David Neligan, intelligence agent, police detective and superintendent known by his sobriquet “The Spy in the Castle,” dies on October 6, 1983, at St. Vincent’s Hospital in Dublin. He is a figure involved in the Irish War of Independence (1919–21) and subsequently becomes Director of Military Intelligence for the Irish Army after the Irish Civil War (1922–23).
Neligan is born on October 14, 1899, at Templeglantine, County Limerick, where his parents, David and Elizabeth Neligan (née Mullan), are primary school teachers. He is an accomplished hurler with his local Templeglantine GAA club. In 1917, he joins the Irish Volunteers, the military organisation established in 1913 by Irish nationalists.
Against his father’s wishes, Neligan joins the Dublin Metropolitan Police (DMP) – also in 1917. Picking up travel documentation from the local Royal Irish Constabulary barracks, he declines a suggestion that he enlist in this armed rural force. After service as a uniformed constable with the DMP, he is promoted to Detective and transferred into the Department’s widely hated counterintelligence and anti-political-subversion unit, the G Division, in 1919. In May 1920, his elder brother Maurice (1895–1920), an Irish Republican Army (IRA) member and friend of Michael Collins, persuades him to resign from the DMP.
After his resignation, Neligan returns to his native County Limerick with the intention of joining the Limerick IRA. Shortly afterward, Maurice is killed in a motorcycle accident, near their home in Templeglantine. In the meantime, Neligan also receives word from a family friend that Michael Collins wishes to meet with him in Dublin. Collins is outraged that Neligan has been allowed to resign and persuades him to rejoin the DMP as a mole for the intelligence wing of the IRA. Along with Detectives Eamon Broy and James McNamara, Neligan acts as a highly valuable agent for Collins and passes on reams of vital information. He leaks documents about the relative importance of police and military personnel and also warns insurgents of upcoming raids and ambushes. There are unconfirmed rumors that Neligan might be a double agent working for British interests.
In 1921, Collins orders Neligan to let himself be recruited into MI5 and he uses the opportunity to memorise their passwords and the identities of their agents. All of this is passed on to Collins. After Broy and McNamara are dismissed in 1921, Neligan becomes Collins’ most important mole inside Dublin Castle.

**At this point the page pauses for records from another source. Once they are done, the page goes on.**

//! Message types exchanged between the allocator, adapters and clients.
//!
//! Requests that expect an answer carry a [`ReplyTo`] slot. Every other
//! message is fire-and-forget.
//!
//! Replies are not routed back as envelopes to the caller's mailbox: the
//! adapter awaits the allocator's answer inside the handler that relays it,
//! and the coordinator and tests call the allocator from outside any actor.
//! Both need a future to await, so the caller keeps the oneshot receiver.

use std::fmt;
use std::sync::{Arc, Mutex};

use tokio::sync::oneshot;

use crate::pool::{Frequency, PoolSnapshot};
use crate::system::{ActorRef, ExitReason};

/// One-shot reply slot that can travel inside a cloneable message.
///
/// Only the first [`ReplyTo::send`] is delivered. If every copy is dropped
/// unanswered, the waiting caller sees a closed channel.
pub struct ReplyTo<T> {
    tx: Arc<Mutex<Option<oneshot::Sender<T>>>>,
}

impl<T> ReplyTo<T> {
    /// Create a reply slot and the receiver the caller waits on.
    pub fn channel() -> (Self, oneshot::Receiver<T>) {
        let (tx, rx) = oneshot::channel();
        (
            Self {
                tx: Arc::new(Mutex::new(Some(tx))),
            },
            rx,
        )
    }

    /// Deliver the reply. Returns `false` if it was already sent or the caller
    /// stopped waiting.
    pub fn send(&self, value: T) -> bool {
        let sender = match self.tx.lock() {
            Ok(mut guard) => guard.take(),
            Err(_) => None,
        };
        match sender {
            Some(tx) => tx.send(value).is_ok(),
            None => false,
        }
    }
}

impl<T> Clone for ReplyTo<T> {
    fn clone(&self) -> Self {
        Self {
            tx: Arc::clone(&self.tx),
        }
    }
}

impl<T> fmt::Debug for ReplyTo<T> {
    fn fmt(&self, f: &mut fmt::Formatter<'_>) -> fmt::Result {
        f.write_str("ReplyTo")
    }
}

// ============================================================================
// Allocator Messages
// ============================================================================

/// Request a frequency on behalf of `requester`.
#[derive(Debug, Clone)]
pub struct Allocate {
    pub requester: ActorRef,
    pub reply_to: ReplyTo<AllocateReply>,
}

#[derive(Debug, Clone, Copy, PartialEq, Eq)]
pub enum AllocateReply {
    Granted(Frequency),
    NoResource,
}

/// Return `frequency` previously granted to `requester`.
#[derive(Debug, Clone)]
pub struct Deallocate {
    pub frequency: Frequency,
    pub requester: ActorRef,
    pub reply_to: ReplyTo<DeallocateReply>,
}

#[derive(Debug, Clone, Copy, PartialEq, Eq)]
pub enum DeallocateReply {
    Released(Frequency),
    NotAllocated(Frequency),
}

/// Ask the allocator to stop after replying.
#[derive(Debug, Clone)]
pub struct StopAllocator {
    pub requester: ActorRef,
    pub reply_to: ReplyTo<Stopped>,
}

/// Acknowledgement of [`StopAllocator`].
#[derive(Debug, Clone, Copy, PartialEq, Eq)]
pub struct Stopped;

/// Request a copy of the pool state.
#[derive(Debug, Clone)]
pub struct Inspect {
    pub reply_to: ReplyTo<PoolSnapshot>,
}

/// Delivered by the [`System`](crate::system::System) to every actor linked
/// to one that terminated.
#[derive(Debug, Clone)]
pub struct TerminationNotice {
    pub dead: ActorRef,
    pub reason: ExitReason,
}

// ============================================================================
// Adapter Messages
// ============================================================================

/// Client asks its adapter for a frequency.
#[derive(Debug, Clone)]
pub struct AllocateIntent {
    pub client: ActorRef,
}

/// Client asks its adapter to release a frequency.
#[derive(Debug, Clone)]
pub struct DeallocateIntent {
    pub frequency: Frequency,
    pub client: ActorRef,
}

/// Result relayed back to a client, tagged with the adapter that produced it.
#[derive(Debug, Clone)]
pub struct AdapterReply {
    pub adapter: ActorRef,
    pub outcome: AdapterOutcome,
}

#[derive(Debug, Clone, Copy, PartialEq, Eq)]
pub enum AdapterOutcome {
    Granted(Frequency),
    NoResource,
    Released(Frequency),
    NotAllocated(Frequency),
    /// The allocator could not be addressed or dropped the request
    Unreachable,
}

impl From<AllocateReply> for AdapterOutcome {
    fn from(reply: AllocateReply) -> Self {
        match reply {
            AllocateReply::Granted(freq) => AdapterOutcome::Granted(freq),
            AllocateReply::NoResource => AdapterOutcome::NoResource,
        }
    }
}

impl From<DeallocateReply> for AdapterOutcome {
    fn from(reply: DeallocateReply) -> Self {
        match reply {
            DeallocateReply::Released(freq) => AdapterOutcome::Released(freq),
            DeallocateReply::NotAllocated(freq) => AdapterOutcome::NotAllocated(freq),
        }
    }
}

// ============================================================================
// Client Messages
// ============================================================================

/// Start the next acquire cycle.
#[derive(Debug, Clone)]
pub struct BeginCycle;

/// The hold period for `frequency` is over.
#[derive(Debug, Clone)]
pub struct ReleaseDue {
    pub frequency: Frequency,
}

/// Instruction from the shutdown coordinator.
#[derive(Debug, Clone)]
pub struct StopClient;

/// Counters kept by a client over its lifetime.
#[derive(Debug, Clone, Default, PartialEq, Eq)]
pub struct ClientStats {
    pub grants: usize,
    pub denials: usize,
    pub releases: usize,
    pub failures: usize,
}

/// Summary sent to the client's observer when it stops.
#[derive(Debug, Clone)]
pub struct ClientReport {
    pub client: ActorRef,
    pub stats: ClientStats,
    /// Frequency held at the moment of the stop, reclaimed through the link
    pub held: Option<Frequency>,
}

#[cfg(test)]
mod tests {
    use super::*;

    #[tokio::test]
    async fn test_reply_to_delivers_once() {
        let (reply_to, rx) = ReplyTo::channel();
        let copy = reply_to.clone();
        assert!(reply_to.send(Stopped));
        assert!(!copy.send(Stopped));
        assert_eq!(rx.await.unwrap(), Stopped);
    }

    #[tokio::test]
    async fn test_dropped_reply_to_closes_channel() {
        let (reply_to, rx) = ReplyTo::<AllocateReply>::channel();
        drop(reply_to);
        assert!(rx.await.is_err());
    }
}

On the outbreak of the Irish Civil War in June 1922, Neligan joins the Irish Army in Islandbridge Barracks with the rank of Commandant, and is attached to the Dublin Guard. He is involved in the seaborne assault on Fenit, County Kerry, and spends the remainder of the war serving as a military intelligence officer operating between Ballymullen Barracks, Tralee and Killarney. He is involved in atrocities alongside Paddy Daly including the Ballyseedy massacre, mock executions and the torture of prisoners using crowbars and is sometimes referred to as the “Butcher of Kerry.” In 1923, he is posted to Dublin, where he is promoted to Colonel and succeeds Diarmuid O’Hegarty as the Irish Army’s Director of Military Intelligence.

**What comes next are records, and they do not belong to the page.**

//! Frequency allocation demo CLI.
//!
//! Commands:
//! - run: spawn the allocator and a set of cycling clients, then shut down
//! - crash: kill one client's adapter mid-hold and show the reclaim

use std::path::PathBuf;

use acton_reactive::prelude::*;
use anyhow::{Context, Result};
use clap::{Parser, Subcommand};
use tokio::sync::mpsc;
use tokio::time::Duration;
use tracing::{info, Level};
use tracing_subscriber::FmtSubscriber;

use frequency_kernel::actors::allocator;
use frequency_kernel::{
    Allocator, Client, ClientConfig, ClientReport, ExitReason, FrequencyConfig, PoolSnapshot,
    ShutdownCoordinator, ShutdownReport, System,
};

#[derive(Parser)]
#[command(name = "frequency-demo")]
#[command(version)]
#[command(about = "Failure-aware frequency allocation demo")]
struct Cli {
    /// JSON configuration file (defaults apply when omitted)
    #[arg(long, env = "FREQUENCY_CONFIG")]
    config: Option<PathBuf>,

    /// Enable verbose logging
    #[arg(short, long)]
    verbose: bool,

    #[command(subcommand)]
    command: Commands,
}

#[derive(Subcommand)]
enum Commands {
    /// Run clients against the allocator, then shut everything down
    Run {
        /// Number of clients
        #[arg(long, default_value = "3")]
        clients: usize,

        /// How long to let the clients cycle (milliseconds)
        #[arg(long, default_value = "1000")]
        duration_ms: u64,
    },

    /// Kill one client's adapter while it holds a frequency
    Crash {
        /// How long to wait before the kill (milliseconds)
        #[arg(long, default_value = "200")]
        duration_ms: u64,
    },
}

#[tokio::main]
async fn main() -> Result<()> {
    let cli = Cli::parse();

    // Set up logging
    let level = if cli.verbose { Level::DEBUG } else { Level::INFO };
    FmtSubscriber::builder()
        .with_max_level(level)
        .with_target(false)
        .compact()
        .init();

    let config = match &cli.config {
        Some(path) => FrequencyConfig::from_json_file(path)?,
        None => FrequencyConfig::default(),
    };

    match cli.command {
        Commands::Run {
            clients,
            duration_ms,
        } => run(config, clients, duration_ms).await,
        Commands::Crash { duration_ms } => crash(config, duration_ms).await,
    }
}

async fn run(config: FrequencyConfig, clients: usize, duration_ms: u64) -> Result<()> {
    let mut runtime = ActonApp::launch_async().await;
    let system = System::new();

    let alloc = Allocator::new(config.pool.clone(), system.clone())
        .spawn(&mut runtime)
        .await?;

    let (tx, mut rx) = mpsc::channel(clients.max(1));
    for _ in 0..clients {
        Client::new(config.client.clone(), system.clone())
            .with_observer(tx.clone())
            .spawn(&mut runtime)
            .await;
    }
    drop(tx);

    info!(clients, duration_ms, "Clients running");
    tokio::time::sleep(Duration::from_millis(duration_ms)).await;

    let snapshot = allocator::inspect(&alloc.handle)
        .await
        .context("allocator stopped before shutdown")?;
    print_snapshot("Pool before shutdown", &snapshot);

    let report = ShutdownCoordinator::new(system.clone(), config.shutdown.clone())
        .run()
        .await;

    let mut reports = Vec::new();
    while reports.len() < clients {
        match tokio::time::timeout(Duration::from_secs(1), rx.recv()).await {
            Ok(Some(client_report)) => reports.push(client_report),
            _ => break,
        }
    }
    print_clients(&reports);
    print_shutdown(&report);

    let _ = runtime.shutdown_all().await;
    Ok(())
}

async fn crash(config: FrequencyConfig, duration_ms: u64) -> Result<()> {
    let mut runtime = ActonApp::launch_async().await;
    let system = System::new();

    let alloc = Allocator::new(config.pool.clone(), system.clone())
        .spawn(&mut runtime)
        .await?;

    // Long hold so the victim is certain to be holding at the kill
    let holding = ClientConfig {
        hold_ms: duration_ms.saturating_mul(10).max(1_000),
        ..config.client.clone()
    };
    let (_victim, victim_adapter) = Client::new(holding, system.clone())
        .spawn(&mut runtime)
        .await;
    Client::new(config.client.clone(), system.clone())
        .spawn(&mut runtime)
        .await;

    tokio::time::sleep(Duration::from_millis(duration_ms)).await;
    let before = allocator::inspect(&alloc.handle).await?;
    print_snapshot("Pool before kill", &before);

    info!(adapter = %victim_adapter.id, "Killing adapter");
    system
        .terminate(&victim_adapter.id, ExitReason::Killed)
        .await;
    tokio::time::sleep(Duration::from_millis(50)).await;

    let after = allocator::inspect(&alloc.handle).await?;
    print_snapshot("Pool after kill", &after);

    let report = ShutdownCoordinator::new(system.clone(), config.shutdown.clone())
        .run()
        .await;
    print_shutdown(&report);

    let _ = runtime.shutdown_all().await;
    Ok(())
}

fn print_snapshot(title: &str, snapshot: &PoolSnapshot) {
    println!("\n=== {} ===", title);
    println!("Free: {:?}", snapshot.free);
    for (freq, holder) in &snapshot.assigned {
        println!("  {:>5} -> {}", freq, holder);
    }
}

fn print_clients(reports: &[ClientReport]) {
    println!("\n=== Clients ===");
    println!(
        "  {:<20} {:>7} {:>8} {:>9} {:>9} {:>6}",
        "Client", "Grants", "Denials", "Releases", "Failures", "Held"
    );
    for report in reports {
        let held = report
            .held
            .map(|f| f.to_string())
            .unwrap_or_else(|| "-".to_string());
        println!(
            "  {:<20} {:>7} {:>8} {:>9} {:>9} {:>6}",
            report.client.to_string(),
            report.stats.grants,
            report.stats.denials,
            report.stats.releases,
            report.stats.failures,
            held
        );
    }
}

fn print_shutdown(report: &ShutdownReport) {
    println!("\n=== Shutdown ===");
    println!("Allocator: {:?}", report.allocator);
    println!("Clients signalled: {}", report.clients_signalled);
    println!("Polls: {}", report.attempts);
    if report.lingering.is_empty() {
        println!("All clients and adapters terminated");
    } else {
        println!("Still live: {:?}", report.lingering);
    }
}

In 1924, Neligan hands over his post to the youthful Colonel Michael Joe Costello and takes command of the DMP, which still continues as a force separate from the newly established Garda Síochána, with the rank of Chief Superintendent. The next year he transfers to the Garda when the two police forces are amalgamated, and is instrumental in the foundation of the Garda Special Branch. When Éamon de Valera becomes head of government in 1932, his republican followers demand Neligan’s dismissal. Instead, Neligan is transferred to an equivalent post in the Irish Civil Service. In June 1935, he is married to fellow civil servant Sheila Maeve Rogan. They have one son and three daughters, and reside at 15 St. Helen’s Road, Booterstown, Dublin.
Neligan draws pensions from the DMP, the British MI5, the Garda Síochána and the Irish Civil Service. He also receives an “Old IRA” pension through the Department of Defence.